**ASSIGNMENT**. Each line that contains the word "TEXT" is to be copied from the records below.

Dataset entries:
-*-
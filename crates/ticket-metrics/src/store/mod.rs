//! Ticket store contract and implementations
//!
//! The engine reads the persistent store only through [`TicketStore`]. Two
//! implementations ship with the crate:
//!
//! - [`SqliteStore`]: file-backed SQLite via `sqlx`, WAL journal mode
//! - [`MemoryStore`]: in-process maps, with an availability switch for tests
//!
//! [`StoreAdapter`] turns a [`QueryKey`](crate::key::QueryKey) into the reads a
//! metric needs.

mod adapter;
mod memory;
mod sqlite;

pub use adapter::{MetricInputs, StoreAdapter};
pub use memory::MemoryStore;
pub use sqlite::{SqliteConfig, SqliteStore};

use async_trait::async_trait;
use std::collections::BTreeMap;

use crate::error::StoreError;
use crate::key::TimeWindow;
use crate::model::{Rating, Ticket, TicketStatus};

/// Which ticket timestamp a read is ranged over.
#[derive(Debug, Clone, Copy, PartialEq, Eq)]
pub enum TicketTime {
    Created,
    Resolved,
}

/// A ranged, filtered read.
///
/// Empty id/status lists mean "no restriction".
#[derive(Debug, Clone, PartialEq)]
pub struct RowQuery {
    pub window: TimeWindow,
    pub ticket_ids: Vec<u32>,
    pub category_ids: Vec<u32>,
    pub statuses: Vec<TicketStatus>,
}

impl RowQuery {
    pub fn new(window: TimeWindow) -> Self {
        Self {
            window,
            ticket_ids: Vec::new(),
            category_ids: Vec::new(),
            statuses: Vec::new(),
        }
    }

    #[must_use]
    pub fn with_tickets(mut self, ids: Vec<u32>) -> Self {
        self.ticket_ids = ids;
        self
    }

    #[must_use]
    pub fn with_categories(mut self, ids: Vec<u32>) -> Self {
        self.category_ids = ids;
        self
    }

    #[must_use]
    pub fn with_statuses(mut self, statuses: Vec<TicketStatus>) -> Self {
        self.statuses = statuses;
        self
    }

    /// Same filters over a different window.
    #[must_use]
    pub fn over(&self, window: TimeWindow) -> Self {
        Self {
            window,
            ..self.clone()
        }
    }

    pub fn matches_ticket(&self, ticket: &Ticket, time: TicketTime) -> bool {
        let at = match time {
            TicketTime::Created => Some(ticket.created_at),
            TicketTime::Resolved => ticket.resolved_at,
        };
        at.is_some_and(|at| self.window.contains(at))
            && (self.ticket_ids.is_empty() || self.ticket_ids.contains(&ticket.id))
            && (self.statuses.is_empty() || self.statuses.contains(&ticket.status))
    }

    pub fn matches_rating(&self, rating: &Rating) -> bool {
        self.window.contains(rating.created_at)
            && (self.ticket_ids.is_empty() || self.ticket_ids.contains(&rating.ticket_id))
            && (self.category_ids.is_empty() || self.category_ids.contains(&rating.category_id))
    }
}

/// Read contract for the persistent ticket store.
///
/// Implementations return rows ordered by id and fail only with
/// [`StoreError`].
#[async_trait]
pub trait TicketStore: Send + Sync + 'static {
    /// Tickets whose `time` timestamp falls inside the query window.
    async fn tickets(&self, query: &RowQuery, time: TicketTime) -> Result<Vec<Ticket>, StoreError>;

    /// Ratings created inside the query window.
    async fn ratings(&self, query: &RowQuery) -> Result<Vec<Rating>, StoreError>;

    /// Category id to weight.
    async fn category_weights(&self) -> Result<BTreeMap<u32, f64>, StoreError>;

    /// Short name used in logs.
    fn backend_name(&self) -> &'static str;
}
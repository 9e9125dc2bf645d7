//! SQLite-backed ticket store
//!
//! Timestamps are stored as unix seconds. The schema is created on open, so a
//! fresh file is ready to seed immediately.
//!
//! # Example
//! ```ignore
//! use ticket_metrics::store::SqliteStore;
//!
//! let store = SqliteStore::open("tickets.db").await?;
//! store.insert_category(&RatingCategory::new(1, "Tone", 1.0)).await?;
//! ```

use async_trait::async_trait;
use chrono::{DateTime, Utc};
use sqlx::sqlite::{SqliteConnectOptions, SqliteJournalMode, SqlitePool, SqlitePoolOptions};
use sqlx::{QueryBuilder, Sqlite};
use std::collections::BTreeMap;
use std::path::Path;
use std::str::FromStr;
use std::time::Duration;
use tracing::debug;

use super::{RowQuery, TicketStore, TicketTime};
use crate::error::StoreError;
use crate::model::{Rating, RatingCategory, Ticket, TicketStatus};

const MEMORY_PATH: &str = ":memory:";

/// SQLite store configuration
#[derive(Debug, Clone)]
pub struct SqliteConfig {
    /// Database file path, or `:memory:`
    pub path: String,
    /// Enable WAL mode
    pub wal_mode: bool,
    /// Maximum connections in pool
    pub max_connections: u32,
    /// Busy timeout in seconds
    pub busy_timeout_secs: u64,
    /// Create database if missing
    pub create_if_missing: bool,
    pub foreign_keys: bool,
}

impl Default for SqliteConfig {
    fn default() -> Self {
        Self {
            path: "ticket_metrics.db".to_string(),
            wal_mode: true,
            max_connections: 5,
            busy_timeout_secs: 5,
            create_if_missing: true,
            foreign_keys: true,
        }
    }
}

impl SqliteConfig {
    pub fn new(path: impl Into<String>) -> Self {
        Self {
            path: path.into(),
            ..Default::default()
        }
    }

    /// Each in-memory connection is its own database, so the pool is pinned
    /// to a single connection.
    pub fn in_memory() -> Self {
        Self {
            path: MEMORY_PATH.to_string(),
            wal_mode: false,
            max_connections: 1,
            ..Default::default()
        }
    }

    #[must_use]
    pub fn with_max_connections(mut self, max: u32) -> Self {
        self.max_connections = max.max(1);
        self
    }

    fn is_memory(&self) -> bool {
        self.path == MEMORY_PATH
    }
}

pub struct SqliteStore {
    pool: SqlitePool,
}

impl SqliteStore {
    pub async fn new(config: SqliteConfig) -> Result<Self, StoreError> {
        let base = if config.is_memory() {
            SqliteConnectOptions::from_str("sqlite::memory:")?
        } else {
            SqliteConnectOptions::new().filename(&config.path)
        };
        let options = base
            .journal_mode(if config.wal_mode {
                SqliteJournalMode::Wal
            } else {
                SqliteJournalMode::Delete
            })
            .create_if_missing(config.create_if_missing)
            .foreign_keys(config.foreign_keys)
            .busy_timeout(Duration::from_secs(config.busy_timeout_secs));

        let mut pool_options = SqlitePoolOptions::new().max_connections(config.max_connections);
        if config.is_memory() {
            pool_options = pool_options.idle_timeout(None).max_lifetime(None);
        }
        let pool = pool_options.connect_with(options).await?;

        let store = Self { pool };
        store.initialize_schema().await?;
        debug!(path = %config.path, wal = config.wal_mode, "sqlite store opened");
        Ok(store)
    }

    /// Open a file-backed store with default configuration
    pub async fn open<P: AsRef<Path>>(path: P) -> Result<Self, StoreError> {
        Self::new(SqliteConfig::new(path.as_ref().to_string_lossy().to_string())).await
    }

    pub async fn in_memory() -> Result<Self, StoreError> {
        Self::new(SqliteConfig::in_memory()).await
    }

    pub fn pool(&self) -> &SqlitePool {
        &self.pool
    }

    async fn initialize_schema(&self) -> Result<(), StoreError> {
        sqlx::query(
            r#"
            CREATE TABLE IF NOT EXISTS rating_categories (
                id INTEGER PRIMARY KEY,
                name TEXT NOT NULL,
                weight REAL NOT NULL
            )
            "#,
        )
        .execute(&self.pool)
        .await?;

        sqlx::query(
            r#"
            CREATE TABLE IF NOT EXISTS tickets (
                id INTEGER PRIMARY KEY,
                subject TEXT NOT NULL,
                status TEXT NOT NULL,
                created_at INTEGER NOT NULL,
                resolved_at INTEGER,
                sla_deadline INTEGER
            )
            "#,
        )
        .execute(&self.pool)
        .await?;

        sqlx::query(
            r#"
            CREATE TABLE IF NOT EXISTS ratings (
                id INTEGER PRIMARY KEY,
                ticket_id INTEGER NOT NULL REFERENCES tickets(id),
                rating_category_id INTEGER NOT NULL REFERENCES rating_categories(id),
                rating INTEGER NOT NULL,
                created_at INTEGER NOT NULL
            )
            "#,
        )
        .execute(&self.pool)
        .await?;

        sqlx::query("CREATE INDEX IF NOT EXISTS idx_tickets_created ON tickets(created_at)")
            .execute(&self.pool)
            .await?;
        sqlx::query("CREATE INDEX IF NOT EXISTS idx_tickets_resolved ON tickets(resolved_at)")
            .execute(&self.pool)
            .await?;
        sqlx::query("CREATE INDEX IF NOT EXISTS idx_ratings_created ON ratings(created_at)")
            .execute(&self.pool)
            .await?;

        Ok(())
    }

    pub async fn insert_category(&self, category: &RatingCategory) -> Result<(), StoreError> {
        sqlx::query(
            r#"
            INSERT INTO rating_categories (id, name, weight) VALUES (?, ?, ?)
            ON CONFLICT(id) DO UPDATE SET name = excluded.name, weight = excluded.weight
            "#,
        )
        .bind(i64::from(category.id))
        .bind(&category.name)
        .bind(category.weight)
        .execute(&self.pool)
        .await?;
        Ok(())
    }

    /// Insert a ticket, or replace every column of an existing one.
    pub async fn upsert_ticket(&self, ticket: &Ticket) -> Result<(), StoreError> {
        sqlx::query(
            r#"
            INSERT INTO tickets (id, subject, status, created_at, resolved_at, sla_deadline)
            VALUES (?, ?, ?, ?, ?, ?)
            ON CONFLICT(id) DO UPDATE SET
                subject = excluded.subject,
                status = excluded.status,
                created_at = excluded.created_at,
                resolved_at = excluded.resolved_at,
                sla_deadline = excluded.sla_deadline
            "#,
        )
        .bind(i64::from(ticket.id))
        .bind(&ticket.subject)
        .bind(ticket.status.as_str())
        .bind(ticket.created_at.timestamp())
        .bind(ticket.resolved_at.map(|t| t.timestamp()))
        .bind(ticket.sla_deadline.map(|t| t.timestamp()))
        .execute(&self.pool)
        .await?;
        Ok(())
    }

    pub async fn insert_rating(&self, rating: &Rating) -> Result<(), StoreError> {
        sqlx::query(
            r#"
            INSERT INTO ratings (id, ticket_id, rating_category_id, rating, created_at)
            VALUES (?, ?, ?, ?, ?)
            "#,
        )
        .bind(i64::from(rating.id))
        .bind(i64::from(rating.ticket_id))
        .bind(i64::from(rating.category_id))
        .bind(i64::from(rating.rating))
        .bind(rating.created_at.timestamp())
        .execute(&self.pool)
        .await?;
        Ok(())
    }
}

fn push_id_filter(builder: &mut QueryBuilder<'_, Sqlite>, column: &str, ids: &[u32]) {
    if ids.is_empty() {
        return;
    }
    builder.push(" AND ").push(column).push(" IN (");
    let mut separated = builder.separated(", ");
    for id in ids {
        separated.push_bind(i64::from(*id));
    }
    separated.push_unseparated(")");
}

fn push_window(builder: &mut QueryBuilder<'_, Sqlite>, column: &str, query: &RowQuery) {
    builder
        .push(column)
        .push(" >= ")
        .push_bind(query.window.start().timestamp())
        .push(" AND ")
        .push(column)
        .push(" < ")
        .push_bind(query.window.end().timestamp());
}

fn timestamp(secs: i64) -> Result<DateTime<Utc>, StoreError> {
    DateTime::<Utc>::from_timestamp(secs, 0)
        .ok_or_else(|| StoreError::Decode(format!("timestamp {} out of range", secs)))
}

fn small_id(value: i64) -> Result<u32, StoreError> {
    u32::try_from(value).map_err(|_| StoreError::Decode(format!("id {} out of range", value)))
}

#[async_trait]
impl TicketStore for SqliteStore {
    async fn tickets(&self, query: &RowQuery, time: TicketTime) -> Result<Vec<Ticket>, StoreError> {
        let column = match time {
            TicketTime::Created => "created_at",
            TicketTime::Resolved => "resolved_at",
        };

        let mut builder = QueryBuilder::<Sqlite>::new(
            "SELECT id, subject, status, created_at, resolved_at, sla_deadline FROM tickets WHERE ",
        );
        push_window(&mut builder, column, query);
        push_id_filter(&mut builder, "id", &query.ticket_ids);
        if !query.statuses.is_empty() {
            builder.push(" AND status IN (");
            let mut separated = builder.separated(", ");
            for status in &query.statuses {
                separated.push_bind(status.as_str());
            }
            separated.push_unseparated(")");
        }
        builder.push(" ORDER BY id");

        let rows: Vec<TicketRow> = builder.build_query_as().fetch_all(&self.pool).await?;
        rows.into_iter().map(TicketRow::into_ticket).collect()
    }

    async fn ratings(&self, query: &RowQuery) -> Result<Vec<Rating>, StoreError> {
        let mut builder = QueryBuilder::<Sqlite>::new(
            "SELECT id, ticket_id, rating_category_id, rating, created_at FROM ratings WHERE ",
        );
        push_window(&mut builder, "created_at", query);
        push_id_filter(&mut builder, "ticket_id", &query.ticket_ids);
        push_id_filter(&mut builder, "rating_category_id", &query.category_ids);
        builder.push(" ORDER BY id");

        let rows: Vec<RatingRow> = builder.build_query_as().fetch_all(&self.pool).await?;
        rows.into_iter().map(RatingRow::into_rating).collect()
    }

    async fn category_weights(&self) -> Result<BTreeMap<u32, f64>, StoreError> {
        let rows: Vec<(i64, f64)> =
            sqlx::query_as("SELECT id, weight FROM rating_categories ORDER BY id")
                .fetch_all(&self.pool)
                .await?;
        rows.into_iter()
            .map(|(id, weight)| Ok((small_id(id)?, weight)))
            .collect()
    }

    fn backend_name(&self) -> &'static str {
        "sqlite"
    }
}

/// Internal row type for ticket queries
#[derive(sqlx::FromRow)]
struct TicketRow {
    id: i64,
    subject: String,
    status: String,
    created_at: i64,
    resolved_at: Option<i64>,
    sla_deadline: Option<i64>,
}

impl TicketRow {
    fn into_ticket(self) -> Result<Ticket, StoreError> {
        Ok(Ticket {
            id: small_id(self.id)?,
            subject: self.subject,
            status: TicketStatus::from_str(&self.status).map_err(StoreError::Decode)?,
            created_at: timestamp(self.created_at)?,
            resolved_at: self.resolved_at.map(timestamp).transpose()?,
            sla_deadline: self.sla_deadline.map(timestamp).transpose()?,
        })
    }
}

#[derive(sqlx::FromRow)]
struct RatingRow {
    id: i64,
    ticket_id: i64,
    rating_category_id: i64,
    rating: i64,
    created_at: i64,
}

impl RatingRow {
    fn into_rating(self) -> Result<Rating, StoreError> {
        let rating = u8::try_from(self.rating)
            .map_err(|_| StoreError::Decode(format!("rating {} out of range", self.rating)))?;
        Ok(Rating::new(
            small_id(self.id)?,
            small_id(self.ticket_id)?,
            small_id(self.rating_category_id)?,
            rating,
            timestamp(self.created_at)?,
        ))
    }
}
-*-
**OUTPUT FOR THIS TASK**.
                name TEXT NOT NULL,
                subject TEXT NOT NULL,
                status TEXT NOT NULL,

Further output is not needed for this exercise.